Bystander-Mediated Regression of Murine Neuroblastoma via Retroviral Transfer of the HSV-TK Gene

Affiliations

¹Department of Pediatrics, Hallym University College of Medicine, Seoul, Korea. mkkim@sunlin.com
²Department of Pediatrics, Handong University Good Samaritan Hospital, Pohang, Korea.

KMID: 1785703
DOI: http://doi.org/10.3346/jkms.2004.19.1.107

Abstract

Selective introduction of genes conferring chemosensitivity into proliferating tumor cells may be used to treat cancer. We investigated the bystander effect of retrovirusmediated gene transfer of herpes simplex virus thymidine kinase (HSV-TK) gene to murine neuroblastoma cell line (neuro-2a) in vitro and in vivo, and we examined whether the mechanism of bystander effect in neuroblastoma would also depend on connexin-dependent gap junction and/or immune response.
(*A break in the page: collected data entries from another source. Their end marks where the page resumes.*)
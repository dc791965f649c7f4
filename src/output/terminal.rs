pub mod colors {
    pub const GREY: u8 = 102;      // #7D7D7D - Punctuation, secondary
    pub const AQUA: u8 = 109;      // #7A9EB5 - Numbers, info
    pub const ORANGE: u8 = 208;    // #F2913D - Warnings, PUT/PATCH
    pub const RED: u8 = 167;       // #E34F45 - Errors, DELETE
    pub const BLUE: u8 = 68;       // #426BD1 - Names, labels
    pub const GREEN: u8 = 71;      // #63C27A - Success, GET
    pub const YELLOW: u8 = 185;    // #CCCC3D - POST
    pub const WHITE: u8 = 250;     // Primary text
}

/// ANSI escape code constants
pub const RESET: &str = "\x1b[0m";

/// Generate foreground color escape code
#[inline]
pub fn fg(color: u8) -> String {
    format!("\x1b[38;5;{}m", color)
}

/// Generate bold foreground color escape code
#[inline]
pub fn bold_fg(color: u8) -> String {
    format!("\x1b[1;38;5;{}m", color)
}

/// Colorize text with a foreground color
#[inline]
pub fn colorize(text: &str, color: u8) -> String {
    format!("{}{}{}", fg(color), text, RESET)
}

/// Colorize text with bold foreground color
#[inline]
pub fn bold(text: &str, color: u8) -> String {
    format!("{}{}{}", bold_fg(color), text, RESET)
}

/// Whether stdout is an interactive terminal
pub fn stdout_is_tty() -> bool {
    atty::is(atty::Stream::Stdout)
}

/// Applies colors only when enabled, so the same formatting code serves
/// terminals and pipes
#[derive(Debug, Clone, Copy, PartialEq, Eq)]
pub struct Painter {
    enabled: bool,
}

impl Painter {
    pub fn new(enabled: bool) -> Self {
        Self { enabled }
    }

    /// Colors on when stdout is a terminal
    pub fn for_stdout() -> Self {
        Self::new(stdout_is_tty())
    }

    pub fn plain() -> Self {
        Self::new(false)
    }

    fn paint(&self, text: &str, color: u8, strong: bool) -> String {
        match (self.enabled, strong) {
            (false, _) => text.to_string(),
            (true, false) => colorize(text, color),
            (true, true) => bold(text, color),
        }
    }

    /// Success message (bold green)
    pub fn success(&self, text: &str) -> String {
        self.paint(text, colors::GREEN, true)
    }

    /// Error message (bold red)
    pub fn error(&self, text: &str) -> String {
        self.paint(text, colors::RED, true)
    }

    /// Warning message (bold orange)
    pub fn warning(&self, text: &str) -> String {
        self.paint(text, colors::ORANGE, true)
    }

    /// Label/name (blue)
    pub fn label(&self, text: &str) -> String {
        self.paint(text, colors::BLUE, false)
    }

    /// Number (aqua)
    pub fn number(&self, text: &str) -> String {
        self.paint(text, colors::AQUA, false)
    }

    /// Secondary/muted text (grey)
    pub fn muted(&self, text: &str) -> String {
        self.paint(text, colors::GREY, false)
    }

    pub fn title(&self, text: &str) -> String {
        self.paint(text, colors::WHITE, true)
    }

    pub fn method(&self, method: &str) -> String {
        self.paint(method, protocol::http_method_color(method), true)
    }

    pub fn status(&self, code: u16) -> String {
        self.paint(&code.to_string(), protocol::http_status_color(code), true)
    }
}

/// Protocol-specific colors
pub mod protocol {
    use super::colors;

    /// HTTP status code color
    pub fn http_status_color(code: u16) -> u8 {
        match code / 100 {
            1 => colors::AQUA,   // Informational
            2 => colors::GREEN,  // Success
            3 => colors::YELLOW, // Redirect
            4 => colors::ORANGE, // Client error
            5 => colors::RED,    // Server error
            _ => colors::GREY,
        }
    }

    /// HTTP method color
    pub fn http_method_color(method: &str) -> u8 {
        match method.to_uppercase().as_str() {
            "GET" => colors::GREEN,
            "POST" => colors::YELLOW,
            "PUT" | "PATCH" => colors::ORANGE,
            "DELETE" => colors::RED,
            _ => colors::GREY,
        }
    }
}
//! Per-execution variable store
//!
//! Values only ever get added or overwritten, never removed. Step-scoped
//! `<stepId>_<field>` entries live apart from the named fields so they
//! never leak into request bodies.

use serde_json::{Map, Value};

/// Context key the bearer token is exposed under
pub const ACCESS_TOKEN: &str = "access_token";

pub const ACCOUNT_ID: &str = "accountId";

#[derive(Debug, Clone, Default, PartialEq)]
pub struct ExecutionContext {
    access_token: Option<String>,
    fields: Map<String, Value>,
    step_fields: Map<String, Value>,
}

impl ExecutionContext {
    pub fn new() -> Self {
        Self::default()
    }

    /// Seed from caller-supplied values
    pub fn with_initial(initial: Map<String, Value>) -> Self {
        let mut ctx = Self::new();
        for (key, value) in initial {
            ctx.insert(key, value);
        }
        ctx
    }

    pub fn insert(&mut self, key: impl Into<String>, value: Value) {
        let key = key.into();
        if key == ACCESS_TOKEN {
            self.access_token = Some(match value {
                Value::String(s) => s,
                other => other.to_string(),
            });
        } else {
            self.fields.insert(key, value);
        }
    }

    /// Record one top-level response field under `<step_id>_<field>`
    pub fn insert_step_field(&mut self, step_id: &str, field: &str, value: Value) {
        self.step_fields.insert(format!("{}_{}", step_id, field), value);
    }

    pub fn set_access_token(&mut self, token: impl Into<String>) {
        self.access_token = Some(token.into());
    }

    pub fn access_token(&self) -> Option<&str> {
        self.access_token.as_deref()
    }

    pub fn account_id(&self) -> Option<String> {
        self.get_string(ACCOUNT_ID)
    }

    /// Look a key up across named fields, then step-scoped fields
    pub fn get(&self, key: &str) -> Option<&Value> {
        self.fields.get(key).or_else(|| self.step_fields.get(key))
    }

    /// Value rendered for use in a URL or log line
    pub fn get_string(&self, key: &str) -> Option<String> {
        if key == ACCESS_TOKEN {
            return self.access_token.clone();
        }
        self.get(key).map(value_to_string)
    }

    pub fn contains(&self, key: &str) -> bool {
        (key == ACCESS_TOKEN && self.access_token.is_some()) || self.get(key).is_some()
    }

    /// Named fields, as merged into request payloads
    pub fn fields(&self) -> &Map<String, Value> {
        &self.fields
    }

    pub fn step_fields(&self) -> &Map<String, Value> {
        &self.step_fields
    }

    pub fn len(&self) -> usize {
        self.fields.len() + self.step_fields.len() + usize::from(self.access_token.is_some())
    }

    pub fn is_empty(&self) -> bool {
        self.len() == 0
    }
}

/// Strings are used verbatim; everything else as compact JSON
pub fn value_to_string(value: &Value) -> String {
    match value {
        Value::String(s) => s.clone(),
        other => other.to_string(),
    }
}
//! Dynamic pacing of the worker polling interval.
//!
//! A background worker that polls for work has to trade latency against
//! wasted wake-ups. The [`PacingController`] adjusts the polling interval
//! geometrically from the observed duration of each unit of work: while work
//! keeps arriving the interval shrinks toward the time the work itself takes,
//! and while the worker is idle the interval stretches back out, bounded by a
//! configured maximum.

/// Geometric speed-up factor applied while work is arriving.
const SPEED_UP_FACTOR: f64 = 0.8;
/// Geometric back-off factor applied while idle.
const SLOW_DOWN_FACTOR: f64 = 1.1;
/// The interval never stretches past this multiple of the last observed
/// (positive) work duration.
const SLOW_DOWN_CAP: f64 = 9.0;

/// Computes the next sleep/poll interval from the elapsed virtual time of the
/// last unit of work. Deterministic given its input sequence; owned and
/// consulted only by its worker thread.
pub struct PacingController {
    interval_ms: f64,
    max_interval_ms: f64,
}

impl PacingController {
    pub fn new(initial_interval_ms: f64, max_interval_ms: f64) -> Self {
        // A zero interval is absorbing: both adjustment branches map zero to
        // zero, which would turn the primary worker's timed wait into a spin.
        assert!(initial_interval_ms > 0.0, "non-positive pacing interval");
        assert!(max_interval_ms > 0.0, "non-positive pacing cap");
        Self {
            interval_ms: initial_interval_ms.min(max_interval_ms),
            max_interval_ms,
        }
    }

    /// The current interval, without observing new work.
    pub fn interval_ms(&self) -> f64 {
        self.interval_ms
    }

    /// Feed the elapsed virtual time of the last unit of work and get the
    /// interval to wait before the next one. Pass `0.0` if the worker found
    /// nothing to do.
    ///
    /// The returned interval is never negative, never exceeds the configured
    /// maximum, and each step stays within the `[0.8, 1.1]` ratio envelope of
    /// the previous interval.
    pub fn next_interval(&mut self, elapsed_ms: f64) -> f64 {
        debug_assert!(elapsed_ms >= 0.0, "negative elapsed time {}", elapsed_ms);
        if elapsed_ms > 0.0 && elapsed_ms < self.interval_ms {
            // Work is arriving faster than we are polling: speed up, but never
            // poll faster than the work itself takes.
            self.interval_ms = f64::max(self.interval_ms * SPEED_UP_FACTOR, elapsed_ms);
        } else {
            // Idle, or the unit already fills the interval: back off.
            let mut next = self.interval_ms * SLOW_DOWN_FACTOR;
            let cap = SLOW_DOWN_CAP * elapsed_ms;
            if cap > 0.0 {
                next = f64::min(next, cap);
            }
            self.interval_ms = next;
        }
        self.interval_ms = self.interval_ms.min(self.max_interval_ms);
        debug_assert!(self.interval_ms >= 0.0);
        self.interval_ms
    }
}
A strong bystander effect was observed in vitro, whereby nontransduced tumor cells in proximity to transduced cells acquired susceptibility to ganciclovir (GCV) killing. Implanted mixtures of wildtype cells and HSV-TK transduced cells showed a potent bystander effect upon administration of GCV in A/J mice. HSV-TK/GCV system in murine neuroblastoma induced systemic immunity. Immunohistochemical staining showed many CD4+ and CD8+ cell infiltration but did not show anti-connexin 43+ cells. In conclusion, a strong bystander effect was observed in vitro and in vivo. The bystander effect in murine neuroblastoma might be dependent on immune response and/or on other mechanism such as protein phosphorylation or transfer of apoptotic vesicle, rather than connexin-dependent gap junction.

Keyword

Bystander Effect; Neuroblastoma; Gene Therapy

MeSH Terms

Animals
Apoptosis
Bystander Effect
CD4-Positive T-Lymphocytes/metabolism
CD8-Positive T-Lymphocytes/metabolism
Cell Line, Tumor
Connexin 43/biosynthesis
Gap Junctions
Gene Therapy/*methods
*Gene Transfer Techniques
Human
Immunohistochemistry
Mice
Neoplasm Transplantation
Neuroblastoma/*therapy
Phosphorylation
Retroviridae/genetics
Simplexvirus/*enzymology
Support, Non-U.S. Gov't
Thymidine Kinase/*genetics
Time Factors

Figure

Fig. 1 In vitro bystander assay. Wild type neuro-2a cells and neuro-2a/TK cells were mixed at varying ratios, plated in 6 well culture plates (106/cell), and incubated at 37℃ overnight. Cells were exposed to GCV (10 µg/mL). On day 1, day 2, day 3 and day 4, cells were stained with trypan blue and surviving cells were enumerated.
Fig. 2 In vivo bystander effect. 2×106 cells were injected s.c. into the flank as follows: 100% HSV-TK-transduced (Group 1) and 100% untransduced cells (Group 2) and mixtures of transduced and untransduced cells at ratios of 1:1 (Group 3), 1:10 (Group 4) and 1:20 (Group 5). When the tumors reached the diameter of 5-8 mm, the mice received intraperitoneally 50 mg/kg GCV twice a day for 7 days. Group 2 versus Group 1: significant, p<0.01; Group 2 versus group 3: significant, p<0.01; Group 2 versus Group 4: significant, p<0.01; Group 2 versus Group 5: significant, p<0.05 (log rank test).
Fig. 3 Induction of immune response in HSV-TK gene-transduced neuro-2a cells. 2×106 HSV-TK cells (Group 1) and 2×106 neuro-2a cells (Group 2) injected s.c. into the flank of the mice, respectively (N=6/group). One week after tumor cell challenge, the mice received intraperitoneally 50 mg/kg GCV twice a day for 7 days and then the animals were challenged by s.c. implantation of approximately 2×106 unmodified neuro-2a cells contralaterally to the original injection sites 14 days after the last GCV treatment. Log rank test showed group survived significantly compared with Group 2 (p<0.01).
Fig. 4 Expression of CD 4, CD 8 and connexin-43 antigen. Paraffin-embedded sections were reacted with goat polyclonal antibodies to CD4 (A), rabbit polyclonal antibodies to CD8 (B) and not reacted with mouse anti-connexin 43 antibody (C). (A, B) Cell membrane staining of subcutaneous tissue of the tumor-regressed site. Magnification was at ×1,000. (C) Solid area of neuroblastoma before GCV. Magnification was at ×400.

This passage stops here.